Evaluation of the Immune Response within the Tumor Microenvironment in African American and Non-Hispanic White Patients with Non–Small Cell Lung Cancer

Abstract

Abstract Background: African Americans have higher incidence and mortality from lung cancer than non-Hispanic Whites, but investigations into differences in immune response have been minimal. Therefore, we compared components of the tumor microenvironment among African Americans and non-Hispanic Whites diagnosed with non–small cell lung cancer based on PDL1 or tertiary lymphoid structure (TLS) status to identify differences of translational relevance. Methods: Using a cohort of 280 patients with non–small cell lung cancer from the Inflammation, Health, Ancestry, and Lung Epidemiology study (non-Hispanic White: n = 155; African American: n = 125), we evaluated PDL1 tumor proportion score (<1% vs. ≥1%) and TLS status (presence/absence), comparing differences within the tumor microenvironment based on immune cell distribution and differential expression of genes. Results: Tumors from African Americans had a higher proportion of plasma cell signatures within the tumor microenvironment than non-Hispanic Whites. In addition, gene expression patterns in African American PDL1-positive samples suggest that these tumors contained greater numbers of γδ T cells and resting dendritic cells, along with fewer CD8+ T cells after adjusting for age, sex, pack-years, stage, and histology. Investigation of differential expression of B cell/plasma cell–related genes between the two patient populations revealed that two immunoglobulin genes (IGKV2-29 and IGLL5) were associated with decreased mortality risk in African Americans.
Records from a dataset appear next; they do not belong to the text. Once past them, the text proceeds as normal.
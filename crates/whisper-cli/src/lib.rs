//! Whisper CLI - encrypted messages over Solana
//!
//! This crate provides the `whisper` command-line interface:
//! - Sending encrypted messages to a Solana address
//! - Scanning the ledger for new incoming messages
//! - Reading the local message history
//! - Inspecting the local identity and its balance

pub mod cli;
pub mod config;
pub mod identity;
pub mod output;

#[cfg(test)]
mod proptests;

pub use cli::Cli;
pub use config::{CliOverrides, Config};
pub use output::{JsonResponse, OutputFormat, OutputFormatter};

use whisper_core::ErrorCategory;

/// Exit codes for CLI operations
///
/// - 0: Success
/// - 1: General error
/// - 2: Invalid input (bad address, message too long, bad config or key file)
/// - 3: Ledger unavailable (RPC unreachable or misbehaving)
/// - 4: Submission failed (transaction rejected or not confirmed)
/// - 5: Storage error (message database)
/// - 6: A scan pass is already running
#[derive(Debug, Clone, Copy, PartialEq, Eq)]
#[repr(i32)]
pub enum ExitCode {
    Success = 0,
    GeneralError = 1,
    InvalidInput = 2,
    LedgerUnavailable = 3,
    SubmissionFailed = 4,
    StorageError = 5,
    ScanAlreadyRunning = 6,
}

impl From<ExitCode> for i32 {
    fn from(code: ExitCode) -> Self {
        code as i32
    }
}

impl From<ErrorCategory> for ExitCode {
    fn from(category: ErrorCategory) -> Self {
        match category {
            ErrorCategory::InvalidInput => ExitCode::InvalidInput,
            ErrorCategory::LedgerUnavailable => ExitCode::LedgerUnavailable,
            ErrorCategory::SubmissionFailed => ExitCode::SubmissionFailed,
            ErrorCategory::Storage => ExitCode::StorageError,
            ErrorCategory::Busy => ExitCode::ScanAlreadyRunning,
            ErrorCategory::Internal => ExitCode::GeneralError,
        }
    }
}

impl ExitCode {
    /// Convert to process exit code
    pub fn to_exit_code(self) -> std::process::ExitCode {
        std::process::ExitCode::from(self as u8)
    }

    pub fn name(&self) -> &'static str {
        match self {
            ExitCode::Success => "SUCCESS",
            ExitCode::GeneralError => "GENERAL_ERROR",
            ExitCode::InvalidInput => "INVALID_INPUT",
            ExitCode::LedgerUnavailable => "LEDGER_UNAVAILABLE",
            ExitCode::SubmissionFailed => "SUBMISSION_FAILED",
            ExitCode::StorageError => "STORAGE_ERROR",
            ExitCode::ScanAlreadyRunning => "SCAN_ALREADY_RUNNING",
        }
    }

    /// Human-readable description
    pub fn description(&self) -> &'static str {
        match self {
            ExitCode::Success => "Operation completed successfully",
            ExitCode::GeneralError => "An unspecified error occurred",
            ExitCode::InvalidInput => "Invalid arguments, configuration or key file",
            ExitCode::LedgerUnavailable => "The ledger RPC endpoint could not be used",
            ExitCode::SubmissionFailed => "The transaction was rejected or never confirmed",
            ExitCode::StorageError => "The message database could not be read or written",
            ExitCode::ScanAlreadyRunning => "Another scan pass is in progress",
        }
    }
}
Conclusions: In the first known race-stratified analysis of tumor microenvironment components in lung cancer based on PDL1 expression or TLS status, differences within the immune cell composition and transcriptomic signature were identified that may have therapeutic implications. Impact: Future investigation of racial variation within the tumor microenvironment may help direct the use of immunotherapy.